[WHAT YOU SHOULD DO]: Wherever the word "command" shows up in the data, report the line it sits in.

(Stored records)
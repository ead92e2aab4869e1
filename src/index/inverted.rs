use std::collections::HashMap;

use roaring::RoaringBitmap;

use crate::core::error::Result;
use crate::core::types::LocalDocId;
use crate::index::accumulator::SegmentComponentWriter;
use crate::index::dictionary::{DictionaryWriter, TermInfo};
use crate::index::field_length::field_length_to_id;
use crate::index::field_stats::write_field_stats;
use crate::index::postings::{FreqsWriter, MAX_DOCS_PER_BLOCK};
use crate::storage::array_store::ArrayStoreWriter;
use crate::storage::layout::IndexLayout;

struct Posting {
    doc_id: LocalDocId,
    #[allow(dead_code)]
    position: u64,
}

/// In-memory inverted index for one batch. Postings accumulate per
/// (field, term) in insertion order, which is ascending doc-id order
/// because the writer feeds documents sequentially.
pub struct InvertedIndexAccumulator {
    current_doc: LocalDocId,
    current_field: usize,
    position: u64,
    doc_count: u32,

    field_ids: HashMap<String, usize>,
    field_names: Vec<String>,
    // postings[field_id][term]
    postings: Vec<HashMap<Vec<u8>, Vec<Posting>>>,
    // field_lengths[field_id][local_doc_id], padded with 0 for docs
    // missing the field
    field_lengths: Vec<Vec<u64>>,
}

impl InvertedIndexAccumulator {
    pub fn new() -> Self {
        InvertedIndexAccumulator {
            current_doc: LocalDocId(0),
            current_field: 0,
            position: 0,
            doc_count: 0,
            field_ids: HashMap::new(),
            field_names: Vec::new(),
            postings: Vec::new(),
            field_lengths: Vec::new(),
        }
    }

    fn write_field(
        &self,
        layout: &IndexLayout,
        segment_id: u32,
        field_id: usize,
    ) -> Result<()> {
        let field_name = &self.field_names[field_id];
        let field_postings = &self.postings[field_id];
        let lengths = &self.field_lengths[field_id];

        let mut freqs_writer =
            FreqsWriter::create(&layout.segment_file(segment_id, field_name, "frequencies"))?;
        let mut dictionary_writer =
            DictionaryWriter::create(&layout.segment_kv_base(segment_id, field_name, "dictionary"))?;
        let mut lengths_writer =
            ArrayStoreWriter::create(&layout.segment_file(segment_id, field_name, "lengths"))?;

        let mut sorted_terms: Vec<&Vec<u8>> = field_postings.keys().collect();
        sorted_terms.sort_unstable();

        let mut field_doc_ids = RoaringBitmap::new();
        let mut field_sum_term_freq = 0u64;

        let mut term_doc_ids: Vec<u32> = Vec::with_capacity(128);
        let mut term_freqs: Vec<u64> = Vec::with_capacity(128);

        for term in sorted_terms {
            term_doc_ids.clear();
            term_freqs.clear();

            // Group postings by doc id; they are already in doc-id order.
            for posting in &field_postings[term] {
                field_doc_ids.insert(posting.doc_id.0);
                field_sum_term_freq += 1;

                if term_doc_ids.last() == Some(&posting.doc_id.0) {
                    *term_freqs.last_mut().unwrap() += 1;
                } else {
                    term_doc_ids.push(posting.doc_id.0);
                    term_freqs.push(1);
                }
            }

            let mut start_offset = None;
            let mut end_offset = 0u64;

            for (doc_ids, freqs) in term_doc_ids
                .chunks(MAX_DOCS_PER_BLOCK)
                .zip(term_freqs.chunks(MAX_DOCS_PER_BLOCK))
            {
                let min_length = doc_ids
                    .iter()
                    .map(|&doc_id| lengths[doc_id as usize])
                    .min()
                    .unwrap_or(0);

                let (block_start, block_end) =
                    freqs_writer.write_block(doc_ids, freqs, field_length_to_id(min_length))?;
                start_offset.get_or_insert(block_start);
                end_offset = block_end;
            }

            dictionary_writer.write(
                term,
                &TermInfo {
                    doc_freq: term_doc_ids.len() as u32,
                    freqs_start_offset: start_offset.unwrap_or(0),
                    freqs_end_offset: end_offset,
                },
            )?;
        }

        write_field_stats(
            &layout.segment_file(segment_id, field_name, "stats"),
            field_doc_ids.len() as u32,
            field_sum_term_freq,
        )?;

        // One quantized byte per local doc id, including docs without the
        // field (length 0).
        let mut length_ids = vec![0u8; self.doc_count as usize];
        for (doc_id, &length) in lengths.iter().enumerate() {
            length_ids[doc_id] = field_length_to_id(length);
        }
        lengths_writer.append(&length_ids)?;

        freqs_writer.finish()?;
        dictionary_writer.finish()?;
        lengths_writer.finish()?;

        Ok(())
    }
}

impl SegmentComponentWriter for InvertedIndexAccumulator {
    fn doc(&mut self, doc_id: LocalDocId) {
        self.current_doc = doc_id;
        self.doc_count = doc_id.0 + 1;
    }

    fn field(&mut self, name: &str, _value: &[u8]) {
        self.position = 0;

        let field_id = match self.field_ids.get(name) {
            Some(&field_id) => field_id,
            None => {
                let field_id = self.field_names.len();
                self.field_ids.insert(name.to_string(), field_id);
                self.field_names.push(name.to_string());
                self.postings.push(HashMap::new());
                self.field_lengths.push(Vec::new());
                field_id
            }
        };

        self.current_field = field_id;
    }

    fn term(&mut self, term: &[u8]) {
        let posting = Posting {
            doc_id: self.current_doc,
            position: self.position,
        };

        self.postings[self.current_field]
            .entry(term.to_vec())
            .or_default()
            .push(posting);
        self.position += 1;
    }

    fn end_field(&mut self) {
        let lengths = &mut self.field_lengths[self.current_field];
        let doc_index = self.current_doc.0 as usize;

        if lengths.len() == doc_index + 1 {
            // Second instance of the field on the same doc.
            lengths[doc_index] += self.position;
        } else {
            lengths.resize(doc_index, 0);
            lengths.push(self.position);
        }
    }

    fn write(&mut self, layout: &IndexLayout, segment_id: u32) -> Result<()> {
        for field_id in 0..self.field_names.len() {
            self.field_lengths[field_id].resize(self.doc_count as usize, 0);
            self.write_field(layout, segment_id, field_id)?;
        }
        Ok(())
    }
}
use std::process::ExitCode;

use clap::Parser;

use island_generator::ascii::{self, AsciiMode};
use island_generator::config::{GeneratorConfig, IslandConfig};
use island_generator::elevation::ElevationMode;
use island_generator::export;
use island_generator::generator;

#[derive(Parser, Debug)]
#[command(name = "island_generator")]
#[command(about = "Generate procedural island heightmaps on a jittered quad raster")]
struct Args {
    /// JSON configuration file; flags below override its values
    #[arg(short, long)]
    config: Option<String>,

    /// Random seed (uses random seed if not specified)
    #[arg(short, long)]
    seed: Option<u64>,

    /// Raster columns
    #[arg(short = 'm', long)]
    columns: Option<u32>,

    /// Border width in world units
    #[arg(short = 'W', long)]
    width: Option<f32>,

    /// Border height in world units
    #[arg(short = 'H', long)]
    height: Option<f32>,

    /// Corner jitter as a fraction of the cell size (0-1)
    #[arg(short, long)]
    jitter: Option<f32>,

    /// Island shape: circle or field
    #[arg(short, long)]
    island: Option<String>,

    /// Circle island radius in world units
    #[arg(long)]
    radius: Option<f32>,

    /// Heightmap width in pixels
    #[arg(short, long)]
    resolution: Option<usize>,

    /// Elevation mode: rise or flat
    #[arg(short, long)]
    elevation: Option<ElevationMode>,

    /// Export the heightmap as a spectral PNG
    #[arg(short, long)]
    output: Option<String>,

    /// Export the heightmap as a 16-bit grayscale PNG
    #[arg(long)]
    gray16: Option<String>,

    /// Export the heightmap as JSON
    #[arg(long)]
    json: Option<String>,

    /// Export the cell/corner classification as PNG
    #[arg(long)]
    classes: Option<String>,

    /// Print an ASCII preview
    #[arg(long)]
    ascii: bool,

    /// Print the effective configuration as JSON and exit
    #[arg(long)]
    dump_config: bool,
}

fn build_config(args: &Args) -> Result<GeneratorConfig, String> {
    let mut config = match args.config {
        Some(ref path) => GeneratorConfig::load(path).map_err(|e| format!("{}: {}", path, e))?,
        None => GeneratorConfig::default(),
    };

    if let Some(seed) = args.seed {
        config.seed = Some(seed);
    }
    if let Some(columns) = args.columns {
        config.columns = columns;
    }
    if let Some(width) = args.width {
        config.width = width;
    }
    if let Some(height) = args.height {
        config.height = height;
    }
    if let Some(jitter) = args.jitter {
        config.jitter = jitter;
    }
    if let Some(resolution) = args.resolution {
        config.resolution = resolution;
    }
    if let Some(mode) = args.elevation {
        config.elevation = mode;
    }

    if let Some(ref island) = args.island {
        let keep = island.eq_ignore_ascii_case(config.island.name());
        if !keep {
            config.island = match island.to_lowercase().as_str() {
                "circle" => IslandConfig::default_circle(),
                "field" => IslandConfig::default_field(),
                other => return Err(format!("unknown island shape '{}' (expected circle or field)", other)),
            };
        }
    }
    if let Some(r) = args.radius {
        match config.island {
            IslandConfig::Circle { ref mut radius, .. } => *radius = r,
            IslandConfig::Field { .. } => return Err("--radius only applies to the circle island".to_string()),
        }
    }

    Ok(config)
}

fn main() -> ExitCode {
    let args = Args::parse();

    let mut config = match build_config(&args) {
        Ok(config) => config,
        Err(e) => {
            eprintln!("Invalid configuration: {}", e);
            return ExitCode::FAILURE;
        }
    };
    let seed = config.seed.unwrap_or_else(rand::random);
    config.seed = Some(seed);

    if args.dump_config {
        match serde_json::to_string_pretty(&config) {
            Ok(json) => println!("{}", json),
            Err(e) => {
                eprintln!("Failed to serialize configuration: {}", e);
                return ExitCode::FAILURE;
            }
        }
        return ExitCode::SUCCESS;
    }

    println!("Generating island with seed: {}", seed);
    println!("Border: {}x{}, {} columns", config.width, config.height, config.columns);
    println!("Island: {}, elevation: {}", config.island.name(), config.elevation);

    let map = match generator::generate(&config) {
        Ok(map) => map,
        Err(e) => {
            eprintln!("Generation failed: {}", e);
            return ExitCode::FAILURE;
        }
    };

    let stats = map.stats();
    println!("Raster: {}x{} cells", stats.columns, stats.rows);
    println!(
        "Classified {} land cells ({} coast corners, {} land corners)",
        stats.land_cells, stats.coast_corners, stats.land_corners
    );
    println!(
        "Elevation: {} waves, max {:.2}",
        stats.waves, stats.max_elevation
    );
    println!(
        "Heightmap {}x{}: range {:.3} to {:.3}, mean {:.3} ({:.1}% land)",
        map.heightmap.width,
        map.heightmap.height,
        stats.min_height,
        stats.max_height,
        stats.mean_height,
        100.0 * stats.land_fraction
    );

    let mut failed = false;

    if let Some(ref path) = args.output {
        match export::export_heightmap(&map.heightmap, path) {
            Ok(()) => println!("Exported heightmap to: {}", path),
            Err(e) => {
                eprintln!("Failed to export heightmap: {}", e);
                failed = true;
            }
        }
    }

    if let Some(ref path) = args.gray16 {
        match export::export_heightmap_gray16(&map.heightmap, path) {
            Ok(()) => println!("Exported 16-bit heightmap to: {}", path),
            Err(e) => {
                eprintln!("Failed to export 16-bit heightmap: {}", e);
                failed = true;
            }
        }
    }

    if let Some(ref path) = args.json {
        match export::export_heightmap_json(&map, path) {
            Ok(()) => println!("Exported heightmap JSON to: {}", path),
            Err(e) => {
                eprintln!("Failed to export heightmap JSON: {}", e);
                failed = true;
            }
        }
    }

    if let Some(ref path) = args.classes {
        match export::export_classification(&map.classification, 4, path) {
            Ok(()) => println!("Exported classification to: {}", path),
            Err(e) => {
                eprintln!("Failed to export classification: {}", e);
                failed = true;
            }
        }
    }

    if args.ascii {
        ascii::print_ascii_map(&map, AsciiMode::Cells, 100);
        ascii::print_ascii_map(&map, AsciiMode::Height, 100);
    }

    if failed {
        ExitCode::FAILURE
    } else {
        ExitCode::SUCCESS
    }
}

[RESULT FOR THIS TASK]:
#[command(name = "island_generator")]
#[command(about = "Generate procedural island heightmaps on a jittered quad raster")]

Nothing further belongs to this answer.